Uploaded with ImageShack.com
Tema abstinencia… (llevo un buen rato pensando en una palabra que defina lo que pienso). A ver, por una parte no me quejo. Ya no es el picoteo contínuo de antes, no es no parar desde que te levantas hasta que te acuestas. Es más, se me pasa la semana entera prácticamente sin comer nada entre horas. Y esto hacía años que no lo conseguía. Indudablemente, ayudada por la ilusión de bajar de peso con el método de los puntos. Lo que me hace dudar si realmente estoy abstinente, o estoy a dieta.
Y lo que me abate es la prueba de que hay ciertos problemas en mi vida, ciertas cuestiones emocionales, que me arrastran a la compulsión. Hasta aquí no es nada nuevo. Es más, estoy aprendiendo a hilar más fino y puedo ir identificando con mayor claridad a cuales puedo enfrentarme sin necesidad de comer y cuales me hunden en la más absoluta miseria.
Lo más doloroso es que, justo esos temas que me desestabilizan, son los que no puedo hacer nada para controlarlos, los que no dependen de mí.
Sabéis que pienso que, en mayor o menor medida, podemos cambiar nuestra vida, que tenemos la vida que queremos (dentro de unos márgenes) y también sabéis que mi talón de Aquiles son mis hijos.
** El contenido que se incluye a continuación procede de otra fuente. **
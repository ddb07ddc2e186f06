use axum::{
    extract::{Path, State},
    http::StatusCode,
    Json,
};
use serde_json::Value;

use reelid_common::{Error, ImdbId};

use crate::metadata::provider::{EpisodeRecord, MediaRecord};
use crate::resolver::ResolutionResult;
use crate::server::AppContext;

/// `POST /` — resolve a batch of raw names.
pub async fn resolve_batch(
    State(ctx): State<AppContext>,
    Json(names): Json<Vec<String>>,
) -> Json<Vec<ResolutionResult>> {
    Json(ctx.resolver.resolve_batch(&names).await)
}

/// `POST /full` — like `POST /`, with the full cached record embedded in
/// each successful result.
pub async fn resolve_batch_full(
    State(ctx): State<AppContext>,
    Json(names): Json<Vec<String>>,
) -> Json<Vec<Value>> {
    let results = ctx.resolver.resolve_batch(&names).await;

    let mut enriched = Vec::with_capacity(results.len());
    for result in results {
        enriched.push(embed_record(&ctx, result).await);
    }

    Json(enriched)
}

/// Attach the full record to one successful result. A record fetch failure
/// downgrades the item to an error result rather than poisoning the batch.
async fn embed_record(ctx: &AppContext, result: ResolutionResult) -> Value {
    let Some(id) = result.imdb_id else {
        return serde_json::to_value(&result).unwrap_or_default();
    };

    match ctx.records.record(id).await {
        Ok(record) => {
            let mut value = serde_json::to_value(&result).unwrap_or_default();
            if let Some(map) = value.as_object_mut() {
                map.insert(
                    "record".to_string(),
                    serde_json::to_value(&record).unwrap_or_default(),
                );
            }
            value
        }
        Err(e) => {
            tracing::warn!(id = %id, error = %e, "failed to embed full record");
            let failed = ResolutionResult {
                input_hash: result.input_hash,
                error: Some(format!("resolved to {id} but the record fetch failed: {e}")),
                ..Default::default()
            };
            serde_json::to_value(&failed).unwrap_or_default()
        }
    }
}

/// `GET /identifier/:id` — cached-through full record.
pub async fn get_record(
    State(ctx): State<AppContext>,
    Path(id): Path<String>,
) -> Result<Json<MediaRecord>, (StatusCode, String)> {
    let id = parse_identifier(&id)?;
    let record = ctx.records.record(id).await.map_err(into_response)?;
    Ok(Json(record))
}

/// `GET /identifier/:id/:season/:episode` — one episode's detail blob.
pub async fn get_episode(
    State(ctx): State<AppContext>,
    Path((id, season, episode)): Path<(String, u32, u32)>,
) -> Result<Json<EpisodeRecord>, (StatusCode, String)> {
    let id = parse_identifier(&id)?;
    let record = ctx
        .episodes
        .episode(id, season, episode)
        .await
        .map_err(into_response)?;
    Ok(Json(record))
}

fn parse_identifier(raw: &str) -> Result<ImdbId, (StatusCode, String)> {
    ImdbId::parse(raw).map_err(|e| (StatusCode::BAD_REQUEST, e.to_string()))
}

fn into_response(e: Error) -> (StatusCode, String) {
    let status = match &e {
        Error::NotFound(_) => StatusCode::NOT_FOUND,
        Error::InvalidInput(_) => StatusCode::BAD_REQUEST,
        Error::Backend(_) => StatusCode::BAD_GATEWAY,
        Error::DataIntegrity(_)
        | Error::Storage(_)
        | Error::Io(_)
        | Error::Internal(_) => StatusCode::INTERNAL_SERVER_ERROR,
    };
    (status, e.to_string())
}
Mis hijos y el desamor. O, como lo definió perfectamente el otro día una compañera del grupo de ayuda… el desamparo.
Si no me siento querida, si me siento vulnerable y desprotegida… desamparada… como. Si mis hijos sufren o presentan conductas que me hacen sufrir a mí… como. Creo que, salvando esto, a todo lo demás puedo enfrentarme.
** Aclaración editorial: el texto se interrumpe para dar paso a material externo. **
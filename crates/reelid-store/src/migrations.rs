//! Store schema migrations.
//!
//! Migrations are embedded in the binary and executed in order, gated by a
//! `schema_migrations` bookkeeping table.

use rusqlite::{Connection, Result};
use thiserror::Error;

/// Migration error types.
#[derive(Error, Debug)]
pub enum MigrationError {
    #[error("Database error: {0}")]
    Database(#[from] rusqlite::Error),

    #[error("Migration {0} failed: {1}")]
    Failed(usize, String),
}

/// A single migration with its SQL content.
struct Migration {
    version: usize,
    name: &'static str,
    sql: &'static str,
}

/// All available migrations.
const MIGRATIONS: &[Migration] = &[Migration {
    version: 1,
    name: "cache",
    sql: "CREATE TABLE IF NOT EXISTS cache (
            key TEXT PRIMARY KEY NOT NULL,
            value TEXT NOT NULL,
            updated_at TEXT NOT NULL DEFAULT (datetime('now'))
        );",
}];

/// Initialize the migrations table if it doesn't exist.
fn init_migrations_table(conn: &Connection) -> Result<()> {
    conn.execute(
        "CREATE TABLE IF NOT EXISTS schema_migrations (
            version INTEGER PRIMARY KEY NOT NULL,
            name TEXT NOT NULL,
            applied_at TEXT NOT NULL DEFAULT (datetime('now'))
        )",
        [],
    )?;
    Ok(())
}

/// Get the current schema version.
fn get_current_version(conn: &Connection) -> Result<usize> {
    match conn.query_row("SELECT MAX(version) FROM schema_migrations", [], |row| {
        row.get::<_, Option<usize>>(0)
    }) {
        Ok(Some(version)) => Ok(version),
        Ok(None) => Ok(0),
        Err(e) => Err(e),
    }
}

/// Apply a single migration.
fn apply_migration(conn: &Connection, migration: &Migration) -> Result<(), MigrationError> {
    conn.execute_batch(migration.sql)
        .map_err(|e| MigrationError::Failed(migration.version, e.to_string()))?;

    conn.execute(
        "INSERT INTO schema_migrations (version, name) VALUES (?, ?)",
        rusqlite::params![migration.version, migration.name],
    )
    .map_err(|e| MigrationError::Failed(migration.version, e.to_string()))?;

    Ok(())
}

/// Run all pending migrations.
pub fn run_migrations(conn: &Connection) -> Result<(), MigrationError> {
    init_migrations_table(conn)?;
    let current = get_current_version(conn)?;

    for migration in MIGRATIONS.iter().filter(|m| m.version > current) {
        apply_migration(conn, migration)?;
    }

    Ok(())
}

#[cfg(test)]
mod tests {
    use super::*;

    #[test]
    fn test_migrations_are_idempotent() {
        let conn = Connection::open_in_memory().unwrap();
        run_migrations(&conn).unwrap();
        run_migrations(&conn).unwrap();

        let version: usize = conn
            .query_row("SELECT MAX(version) FROM schema_migrations", [], |row| {
                row.get(0)
            })
            .unwrap();
        assert_eq!(version, MIGRATIONS.len());
    }

    #[test]
    fn test_cache_table_exists_after_migrations() {
        let conn = Connection::open_in_memory().unwrap();
        run_migrations(&conn).unwrap();

        conn.execute(
            "INSERT INTO cache (key, value) VALUES (?1, ?2)",
            rusqlite::params!["k", "{}"],
        )
        .unwrap();
    }
}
¿Por qué no me siento querida? Es curioso. A nivel consciente sí que tengo la sensación de estar rodeada de gente que me quiere. Tengo una familia que siempre me ha demostrado su apoyo y cuanto me valoran. Tengo amigos que me dicen que se sienten orgullosos de tenerme en su vida y que les aporto mucho. Y dos hijos muy cariñosos. A nivel de pareja nunca he tenido suerte, la verdad. A temporadas sí, pero no a la definitiva. Aunque imagino que el problema viene de la niñez. De padres divorciados con apenas 9 años (os hablo de hace 35 años), presencia de malos tratos del padre a la madre, conflictos entre ellos, manipulación emocional del padre a las hijas y abandono. Con diez años no puedes entender que tu padre pueda vivir sin ti, porque tú sientes que no puedes vivir sin él. Y supongo que las ausencias, la dejación de funciones, la manipulación psicológica… van pasando factura.
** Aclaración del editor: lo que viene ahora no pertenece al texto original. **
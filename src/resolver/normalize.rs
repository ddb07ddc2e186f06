//! Input normalization.
//!
//! One pure, total function: [`normalize`]. The worst case is an empty
//! string, which callers must treat as unparseable. The function is
//! idempotent — normalizing already-normalized text is a no-op.

use once_cell::sync::Lazy;
use regex::Regex;

/// Pixel-dimension noise like `1920x1080`.
static PIXEL_DIMENSIONS_RE: Lazy<Regex> = Lazy::new(|| Regex::new(r"\d{3,}x\d{3,}").unwrap());

/// Long digit runs: torrent hashes, episode-dump numbering, timestamps.
static LONG_DIGITS_RE: Lazy<Regex> = Lazy::new(|| Regex::new(r"\d{6,}").unwrap());

static MULTI_SPACE_RE: Lazy<Regex> = Lazy::new(|| Regex::new(r"\s+").unwrap());

/// Clean one raw name into a form suitable for structural parsing.
///
/// Applies the release-group prefix heuristic, strips pixel-dimension
/// markers and long digit runs, replaces hyphens with spaces and drops
/// colons, collapses whitespace, trims, and lower-cases.
pub fn normalize(raw: &str) -> String {
    // The space-run heuristic must see the raw input: the noise
    // replacements below create their own space runs.
    let cleaned = strip_space_run_prefix(raw);

    let cleaned = PIXEL_DIMENSIONS_RE.replace_all(&cleaned, " ");
    let cleaned = LONG_DIGITS_RE.replace_all(&cleaned, " ");
    let cleaned = cleaned.replace('-', " ").replace(':', "");

    MULTI_SPACE_RE
        .replace_all(&cleaned, " ")
        .trim()
        .to_lowercase()
}

/// Release groups sometimes prefix a name with their tag followed by a run
/// of spaces. When the longest space run is wider than one, keep only the
/// chunk after the last such run — at the risk of discarding a title that
/// legitimately contained doubled spaces.
fn strip_space_run_prefix(input: &str) -> String {
    let mut longest = 0usize;
    let mut current = 0usize;
    for c in input.chars() {
        if c == ' ' {
            current += 1;
            longest = longest.max(current);
        } else {
            current = 0;
        }
    }

    if longest <= 1 {
        return input.to_string();
    }

    let run = " ".repeat(longest);
    input
        .split(run.as_str())
        .filter(|chunk| !chunk.trim().is_empty())
        .last()
        .unwrap_or("")
        .to_string()
}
Recuerdo con terror el momento de enfrentarme a las entrevistas a las que nos sometieron para conseguir la idoneidad para adoptar a nuestros hijos. Sabía que iban a remover todo mi pasado, me iban a preguntar por mi infancia, la relación con mis padres… Y yo no quería, no estaba preparada. No lo he estado nunca y sigo sin estarlo. Prueba de ello son las lágrimas mientras escribo esto. Yo apenas tengo recuerdos de mi infancia y, los que tengo, no son buenos. No quería desenterrar todo ese dolor, pero era el precio que tenía que pagar si quería ser madre. El primero de varios.
Me derrumbé en las dos sesiones en que se trató mi infancia y respondí a sus preguntas como pude entre sollozos. Salí de aquella sala con el convencimiento de que no nos iban a declarar idóneos porque les debí de parecer una desequilibrada. Nada más lejos. No le dieron importancia y el proceso siguió su curso. Pero a mí me sirvió para darme cuenta de que, a mis 38 años, seguía sin superar el abandono de mi padre y la infancia que nos dejó con su marcha.
Esa niña abandonada sigue viva dentro de mí, de algún modo. Sigue perdida y desamparada, esperando que la quieran. Esa es la niña que come cuando ya no puede soportar tanto dolor. Y debe ser que su tristeza es más grande que mi voluntad, o que aún no he aprendido a controlarla. Porque cada vez que aflora me demuestra que es más fuerte que yo.
Y supongo que me aterra que mis hijos pasen por lo mismo. Y cada vez que ellos son rechazados, mi niña se asoma porque otros niños sufren… mis niños, sus niños.